10 KEY RECOMMENDATIONS IN MAKING DAY SURGERY HAPPEN

1. Consider day surgery, rather than inpatient surgery, the norm for all elective procedures
2. Separate flows of day-surgery patients from inpatients
3. Design day-surgery facilities according to local needs, structurally separate from inpatient facilities whenever possible
4. Provide day-surgery units with independent management structures and dedicated nursing staff
5. Take advantage of motivated surgeons and anaesthetists to lead the change
6. Achieve economies by ensuring that expansion of day surgery facilities is accompanied by reductions in inpatient capacity
7. Invest in educational programmes for hospital and community staff
8. Remove regulatory and economic barriers
9. Align incentives
10. Monitor and provide feedback on results (including patients’ views)

Conclusion

Day surgery will be an integral component of health care in the future.

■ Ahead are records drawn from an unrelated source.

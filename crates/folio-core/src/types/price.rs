//! 가격 시계열 타입.

use chrono::{DateTime, TimeZone, Utc};
use rust_decimal::prelude::ToPrimitive;
use rust_decimal::Decimal;
use serde::{Deserialize, Serialize};

/// 일봉 가격 데이터.
#[derive(Debug, Clone, PartialEq, Serialize, Deserialize)]
pub struct PricePoint {
    /// 거래일 (UTC 자정으로 정규화)
    pub date: DateTime<Utc>,
    pub open: Decimal,
    pub high: Decimal,
    pub low: Decimal,
    pub close: Decimal,
    pub volume: Decimal,
}

impl PricePoint {
    pub fn new(
        date: DateTime<Utc>,
        open: Decimal,
        high: Decimal,
        low: Decimal,
        close: Decimal,
        volume: Decimal,
    ) -> Self {
        Self {
            date: normalize_to_utc_midnight(date),
            open,
            high,
            low,
            close,
            volume,
        }
    }

    pub fn close_f64(&self) -> f64 {
        self.close.to_f64().unwrap_or(0.0)
    }
}

/// 날짜를 UTC 자정으로 정규화합니다.
///
/// 서로 다른 소스(타임존 포함/미포함)의 데이터를 날짜 기준으로
/// 병합할 수 있도록 시각 정보를 제거합니다.
pub fn normalize_to_utc_midnight(dt: DateTime<Utc>) -> DateTime<Utc> {
    Utc.from_utc_datetime(
        &dt.date_naive()
            .and_hms_opt(0, 0, 0)
            .expect("midnight is always valid"),
    )
}

/// 단일 종목의 가격 시계열.
///
/// 날짜 오름차순 정렬과 중복 제거(나중 값 우선)가 보장됩니다.
#[derive(Debug, Clone, PartialEq, Serialize, Deserialize)]
pub struct PriceSeries {
    /// 종목 티커 (예: "005930.KS", "AAPL")
    pub ticker: String,
    /// 통화 코드 (예: "KRW", "USD")
    pub currency: String,
    points: Vec<PricePoint>,
}

impl PriceSeries {
    /// 정렬/중복 제거를 적용하여 시계열을 생성합니다.
    ///
    /// 동일 날짜가 여러 번 나타나면 마지막 값을 유지합니다.
    pub fn from_points(
        ticker: impl Into<String>,
        currency: impl Into<String>,
        mut points: Vec<PricePoint>,
    ) -> Self {
        for p in points.iter_mut() {
            p.date = normalize_to_utc_midnight(p.date);
        }
        // 안정 정렬이므로 입력 순서가 보존되고, 역방향 dedup으로 마지막 값이 남습니다.
        points.sort_by_key(|p| p.date);
        let mut deduped: Vec<PricePoint> = Vec::with_capacity(points.len());
        for p in points.into_iter().rev() {
            if deduped.last().map(|d: &PricePoint| d.date) != Some(p.date) {
                deduped.push(p);
            }
        }
        deduped.reverse();

        Self {
            ticker: ticker.into(),
            currency: currency.into(),
            points: deduped,
        }
    }

    pub fn points(&self) -> &[PricePoint] {
        &self.points
    }

    pub fn len(&self) -> usize {
        self.points.len()
    }

    pub fn is_empty(&self) -> bool {
        self.points.is_empty()
    }

    pub fn dates(&self) -> Vec<DateTime<Utc>> {
        self.points.iter().map(|p| p.date).collect()
    }

    pub fn opens(&self) -> Vec<f64> {
        self.column(|p| p.open)
    }

    pub fn highs(&self) -> Vec<f64> {
        self.column(|p| p.high)
    }

    pub fn lows(&self) -> Vec<f64> {
        self.column(|p| p.low)
    }

    pub fn closes(&self) -> Vec<f64> {
        self.column(|p| p.close)
    }

    pub fn volumes(&self) -> Vec<f64> {
        self.column(|p| p.volume)
    }

    pub fn last_close(&self) -> Option<f64> {
        self.points.last().map(|p| p.close_f64())
    }

    fn column(&self, f: impl Fn(&PricePoint) -> Decimal) -> Vec<f64> {
        self.points
            .iter()
            .map(|p| f(p).to_f64().unwrap_or(0.0))
            .collect()
    }
}

#[cfg(test)]
mod tests {
    use super::*;
    use rust_decimal_macros::dec;

    fn point(date: DateTime<Utc>, close: Decimal) -> PricePoint {
        PricePoint::new(date, close, close, close, close, dec!(1000))
    }

    #[test]
    fn test_normalize_strips_time() {
        let dt = Utc.with_ymd_and_hms(2024, 3, 15, 9, 30, 45).unwrap();
        let normalized = normalize_to_utc_midnight(dt);
        assert_eq!(normalized, Utc.with_ymd_and_hms(2024, 3, 15, 0, 0, 0).unwrap());
    }

    #[test]
    fn test_series_sorted_and_deduped_keep_last() {
        let d1 = Utc.with_ymd_and_hms(2024, 1, 2, 0, 0, 0).unwrap();
        let d2 = Utc.with_ymd_and_hms(2024, 1, 3, 0, 0, 0).unwrap();
        let points = vec![
            point(d2, dec!(110)),
            point(d1, dec!(100)),
            point(d2, dec!(111)),
        ];
        let series = PriceSeries::from_points("TEST", "USD", points);
        assert_eq!(series.len(), 2);
        assert_eq!(series.points()[0].date, d1);
        assert_eq!(series.points()[1].close, dec!(111));
    }

    #[test]
    fn test_closes_as_f64() {
        let d1 = Utc.with_ymd_and_hms(2024, 1, 2, 0, 0, 0).unwrap();
        let series = PriceSeries::from_points("TEST", "KRW", vec![point(d1, dec!(72500))]);
        assert_eq!(series.closes(), vec![72500.0]);
        assert_eq!(series.last_close(), Some(72500.0));
    }
}
//! 피처 선택.
//!
//! 과거 데이터에서 다음날 방향 예측에 유효한 피처를 랜덤 포레스트
//! 불순도 중요도로 선별합니다.

use tracing::info;

use crate::error::{AnalyticsError, Result};
use crate::forest::{Dataset, ForestParams, RandomForest};
use crate::frame::IndicatorFrame;

/// 피처 선택기.
#[derive(Debug, Clone)]
pub struct FeatureSelector {
    params: ForestParams,
    top_n: usize,
}

impl Default for FeatureSelector {
    fn default() -> Self {
        Self {
            params: ForestParams::classification(),
            top_n: 3,
        }
    }
}

impl FeatureSelector {
    pub fn new(top_n: usize) -> Self {
        Self {
            top_n,
            ..Self::default()
        }
    }

    pub fn with_params(top_n: usize, params: ForestParams) -> Self {
        Self { params, top_n }
    }

    /// 프레임의 모든 컬럼을 후보로 상위 피처 이름을 반환합니다.
    ///
    /// 라벨은 "다음날 종가가 올랐는가"이며, 결측 행 제거 후 남은
    /// 연속 행 사이에서만 정의됩니다. 같은 입력과 시드는 항상 같은
    /// 결과를 냅니다.
    pub fn select(&self, frame: &IndicatorFrame) -> Result<Vec<String>> {
        let candidates: Vec<String> = frame
            .column_names()
            .iter()
            .map(|s| s.to_string())
            .collect();
        if candidates.is_empty() {
            return Err(AnalyticsError::MissingColumn("Close".to_string()));
        }
        let close_idx = candidates
            .iter()
            .position(|n| n == "Close")
            .ok_or_else(|| AnalyticsError::MissingColumn("Close".to_string()))?;

        let (_, rows) = frame.complete_rows(&candidates)?;
        if rows.len() < 2 {
            return Err(AnalyticsError::InsufficientData {
                required: 2,
                provided: rows.len(),
            });
        }

        // 마지막 행은 다음날이 없어 라벨이 정의되지 않습니다.
        let n_labeled = rows.len() - 1;
        let labels: Vec<f64> = (0..n_labeled)
            .map(|i| {
                if rows[i + 1][close_idx] > rows[i][close_idx] {
                    1.0
                } else {
                    0.0
                }
            })
            .collect();
        let features: Vec<Vec<f64>> = rows[..n_labeled].to_vec();

        let dataset = Dataset::new(features, labels, candidates)?;
        let mut forest = RandomForest::new(self.params);
        forest.fit(&dataset)?;

        let ranked = forest.ranked_importances();
        if ranked.iter().all(|(_, imp)| *imp == 0.0) {
            return Err(AnalyticsError::CalculationError(
                "피처 중요도를 계산할 수 없습니다".to_string(),
            ));
        }

        let selected: Vec<String> = ranked
            .into_iter()
            .take(self.top_n)
            .map(|(name, _)| name)
            .collect();
        info!(?selected, "피처 선택 완료");
        Ok(selected)
    }
}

An understanding of the scope of day surgery is of critical importance for health policy makers An expansion of day surgery will have profound implications for the design of health facilities and the composition of the health care workforce.

The expansion of day surgery entails a change in mindset. Often, changes in national policies and regulations will be necessary, such as the removal of incentives that promote unnecessary hospital stays or obsolete professionals demarcations. Once these changes have been put in place, it will often be necessary to reorganize and/or redesignate existing structures, extend the roles of health professionals and other staff, explore ways of achieving better integration with primary care services to ensure optimal pre- and postoperative care, and develop appropriate financial and non-financial incentives.

Political commitment by governments and international agencies may be the single most important step in the development of a policy for the provision of appropriate surgical services for the disadvantaged in developing countries.
References

1) Castoro C, Bertinato L, Baccaglini U, Drace C A, McKee M (2007). Policy brief. Day Surgery: Making it Happen. Copenhagen: WHO Regional Office for Europe, on behalf of European Observatory on Health Systems and Policies.

2) Toftgaard C and Parmentier G (2006). International terminology in ambulatory surgery and its worldwide practice. In: Lemos P, Jarrett PEM, Philip B (eds). Day surgery – development and practice. London: International Association for Ambulatory Surgery: 35–60.

3) Bickler S W, Rode H. Surgical services for children in developing countries. Bulletin of The World Health Organization 2002; 80: 829-835.

4) Jarrett PEM and Staniszewski A (2006). The development of ambulatory surgery and future challenges. In: Lemos P, Jarrett PEM, Philip B (eds). Day surgery – development and practice. London: International Association for Ambulatory Surgery: 89–124.